A grande chance de o Brasil conquistar sua primeira medalha nos Jogos Olímpicos de Inverno está nas mãos de Lucas Pinheiro Braathen, do esqui alpino. O jovem, que é filho de pai norueguês e mãe brasileira, defenderá as cores verde e amarelo em Milão-Cortina, na Itália, e quer colocar seu nome na história do esporte brasileiro. Antes de competir oficialmente, Lucas contou como vem lidando com o favoritismo e a pressão externa para estar no pódio.
“Honestamente, a pressão é grandona. Representar mais de 200 milhões de brasileiros… Eu sou o atleta que tem essa chance, a oportunidade de trazer essa medalha e isso é uma responsabilidade que eu carrego todo dia, até o dia da minha competição mesmo”, disse o esquiador. “Agora, essa pressão é um privilégio. É um estado de pressão que você pode realizar no seu potencial mais alto e, nesse estado, você pode brilhar. Então, eu abraço essa pressão. Tento canalizar toda essa energia de alta frequência para a minha performance.”
Além da emoção de competir pelo Brasil, Lucas foi escolhido para ser o porta-bandeira do País na Cerimônia de Abertura, no estádio San Siro, em Milão. O esquiador se emocionou com a oportunidade e se surpreendeu com a animação do estádio quando a delegação brasileira entrou.
“Foi uma honra imensa abrir os Jogos Olímpicos no San Siro carregando as nossas cores, nossa bandeira, e compartilhando essa jornada, essa experiência, com o povo brasileiro. Esse é o maior sonho da minha vida e eu sou muito grato por todo mundo que está torcendo por mim, torcendo pelo Brasil, acompanhando nossa jornada”, falou ele. “Para mim, parece que é minha primeira Olimpíada. Eu estou tentando canalizar todos os momentos dessa jornada, que mais parece uma montanha-russa, para uma das maiores corridas da minha vida.”
Prova de esqui alpino
O brasileiro ainda falou sobre a pista de Cortina, palco das provas, e explicou que o trajeto é mais lento, o que exige cuidado redobrado com a velocidade. O esquiador também comentou a preparação para a competição.

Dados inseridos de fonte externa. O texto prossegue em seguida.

//! Credential store holding the single authentication strategy of a client.
//!
//! A store is created once per client from configuration. For the
//! client-credentials strategy it also owns the current access token and its
//! expiry, which only the [`TokenAuthenticator`](super::TokenAuthenticator)
//! writes.

use chrono::{DateTime, Duration, Utc};
use tokio::sync::RwLock;
use tracing::debug;

use crate::config::GatewayConfig;
use crate::errors::{GatewayError, Result};
use crate::secrets::SecretString;

/// Which authentication strategy a client uses
#[derive(Debug, Clone, Copy, PartialEq, Eq)]
pub enum AuthStrategy {
    /// A long-lived token sent as-is
    StaticToken,
    /// Universal-auth client credentials exchanged for short-lived access tokens
    ClientCredentials,
}

impl AuthStrategy {
    /// True for strategies whose token can be refreshed
    pub fn is_dynamic(&self) -> bool {
        matches!(self, AuthStrategy::ClientCredentials)
    }
}

impl std::fmt::Display for AuthStrategy {
    fn fmt(&self, f: &mut std::fmt::Formatter<'_>) -> std::fmt::Result {
        match self {
            AuthStrategy::StaticToken => write!(f, "static-token"),
            AuthStrategy::ClientCredentials => write!(f, "client-credentials"),
        }
    }
}

/// An access token together with its local expiry
#[derive(Debug, Clone)]
struct AccessToken {
    token: SecretString,
    expires_at: DateTime<Utc>,
}

#[derive(Debug)]
enum Credential {
    StaticToken {
        token: SecretString,
    },
    ClientCredentials {
        client_id: String,
        client_secret: SecretString,
        session: RwLock<Option<AccessToken>>,
    },
}

/// Holds exactly one authentication strategy, validated at construction.
#[derive(Debug)]
pub struct CredentialStore {
    credential: Credential,
}

impl CredentialStore {
    /// Select the strategy from configuration.
    ///
    /// Fails with [`GatewayError::Configuration`] when no usable credentials
    /// are configured, when only half of a client-id/secret pair is present,
    /// or when a static token and client credentials are both present.
    pub fn from_config(config: &GatewayConfig) -> Result<Self> {
        let token = config.token.as_ref().filter(|t| !t.is_blank());
        let client_id = config.client_id.as_deref().filter(|id| !id.trim().is_empty());
        let client_secret = config.client_secret.as_ref().filter(|s| !s.is_blank());

        match (token, client_id, client_secret) {
            (Some(_), Some(_), _) | (Some(_), _, Some(_)) => Err(GatewayError::configuration(
                "both a static token and client credentials are configured; choose one",
            )),
            (Some(token), None, None) => Ok(Self::static_token(token.clone())),
            (None, Some(id), Some(secret)) => Ok(Self::client_credentials(id, secret.clone())),
            (None, Some(_), None) => {
                Err(GatewayError::configuration("client_id is set but client_secret is missing"))
            }
            (None, None, Some(_)) => {
                Err(GatewayError::configuration("client_secret is set but client_id is missing"))
            }
            (None, None, None) => Err(GatewayError::configuration(
                "no credentials configured: set either token or client_id and client_secret",
            )),
        }
    }

    /// Store for a static token
    pub fn static_token(token: impl Into<SecretString>) -> Self {
        Self { credential: Credential::StaticToken { token: token.into() } }
    }

    /// Store for universal-auth client credentials, with no access token yet
    pub fn client_credentials(
        client_id: impl Into<String>,
        client_secret: impl Into<SecretString>,
    ) -> Self {
        Self {
            credential: Credential::ClientCredentials {
                client_id: client_id.into(),
                client_secret: client_secret.into(),
                session: RwLock::new(None),
            },
        }
    }

    /// The strategy selected at construction
    pub fn current_strategy(&self) -> AuthStrategy {
        match self.credential {
            Credential::StaticToken { .. } => AuthStrategy::StaticToken,
            Credential::ClientCredentials { .. } => AuthStrategy::ClientCredentials,
        }
    }

    /// Client ID and secret for the login exchange, if the strategy is dynamic
    pub(crate) fn login_credentials(&self) -> Option<(&str, &SecretString)> {
        match &self.credential {
            Credential::StaticToken { .. } => None,
            Credential::ClientCredentials { client_id, client_secret, .. } => {
                Some((client_id.as_str(), client_secret))
            }
        }
    }

    /// True iff an access token is present and `now` is before its expiry.
    ///
    /// Always false for the static strategy, which has no expiring token.
    pub async fn is_token_valid(&self, now: DateTime<Utc>) -> bool {
        match &self.credential {
            Credential::StaticToken { .. } => false,
            Credential::ClientCredentials { session, .. } => {
                session.read().await.as_ref().is_some_and(|t| now < t.expires_at)
            }
        }
    }

    /// Expiry of the current access token, if one is stored
    pub async fn token_expires_at(&self) -> Option<DateTime<Utc>> {
        match &self.credential {
            Credential::StaticToken { .. } => None,
            Credential::ClientCredentials { session, .. } => {
                session.read().await.as_ref().map(|t| t.expires_at)
            }
        }
    }

    /// Token to send as `Authorization: Bearer <token>`
    pub async fn bearer_token(&self) -> Option<SecretString> {
        match &self.credential {
            Credential::StaticToken { token } => Some(token.clone()),
            Credential::ClientCredentials { session, .. } => {
                session.read().await.as_ref().map(|t| t.token.clone())
            }
        }
    }

    /// Record a freshly issued access token. No-op for the static strategy.
    pub async fn store_access_token(&self, token: SecretString, expires_at: DateTime<Utc>) {
        if let Credential::ClientCredentials { session, .. } = &self.credential {
            *session.write().await = Some(AccessToken { token, expires_at });
            debug!(%expires_at, "Stored access token");
        }
    }

    /// Force the current access token to be treated as expired.
    ///
    /// The token itself is kept so the token/expiry pair stays consistent;
    /// the next [`is_token_valid`](Self::is_token_valid) check fails and
    /// triggers a refresh.
    pub async fn invalidate(&self) {
        if let Credential::ClientCredentials { session, .. } = &self.credential {
            if let Some(current) = session.write().await.as_mut() {
                current.expires_at = DateTime::<Utc>::MIN_UTC;
                debug!("Access token force-expired");
            }
        }
    }
}

/// Upper bound on a locally tracked token lifetime (ten years)
const MAX_TOKEN_LIFETIME_SECONDS: u64 = 10 * 365 * 24 * 60 * 60;

/// Compute the local expiry for a token issued at `now` with the given lifetime.
///
/// The safety margin is subtracted so the token is renewed before the
/// upstream service starts rejecting it. Lifetimes shorter than the margin
/// produce an expiry equal to `now`.
pub fn expiry_for(
    now: DateTime<Utc>,
    expires_in_seconds: u64,
    safety_margin_seconds: u64,
) -> DateTime<Utc> {
    let lifetime = expires_in_seconds
        .saturating_sub(safety_margin_seconds)
        .min(MAX_TOKEN_LIFETIME_SECONDS);
    now + Duration::seconds(lifetime as i64)
}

“Honestamente, não é uma pista muito conhecida para os atletas que estão competindo nas categorias técnicas. Essa é uma pista para as categorias downhill e super-G. Então é uma coisa meio nova para todo mundo competindo nas categorias técnicas. É uma pista um pouco mais fácil do que as que a gente está competindo na Copa do Mundo”, explicou ele, que compete nos próximos dias 14 e 16.
“Mas, são nas pistas um pouco mais fáceis que é ainda mais difícil ser rápido. Então a gente sempre fala que isso é uma arte dentro do nosso esporte: conseguir achar velocidade nas pistas que não são tão difíceis como as da Copa do Mundo. Eu vou abraçar essa pista com todo o amor que eu tenho, com velocidade, com energia, e vou trazer isso para a minha performance”, acrescentou.
Representante do Brasil
Com forte ligação com o Brasil, o atleta nascido na Noruega optou por representar o país da mãe nos Jogos Olímpicos de 2026 e diz viver um momento especial desde então. Lucas quer que sua atuação tenha um impacto fora do esporte.
“Eu tenho a oportunidade de trazer uma mudança. E o que eu acho muito especial é participar com as nossas cores. Do jeito que a gente está chegando em Milão agora, já é uma vitória para o Brasil”, explicou o atleta.
“Eu só quero o povo de casa assistindo, olhando as nossas cores nos Jogos Olímpicos de Inverno e realmente entendendo que tudo é possível. Que não importa de onde você é, suas roupas, seu sotaque… O que importa é o que está por dentro. Tudo que acontece para fora, simplesmente só é um resultado disso”, finalizou.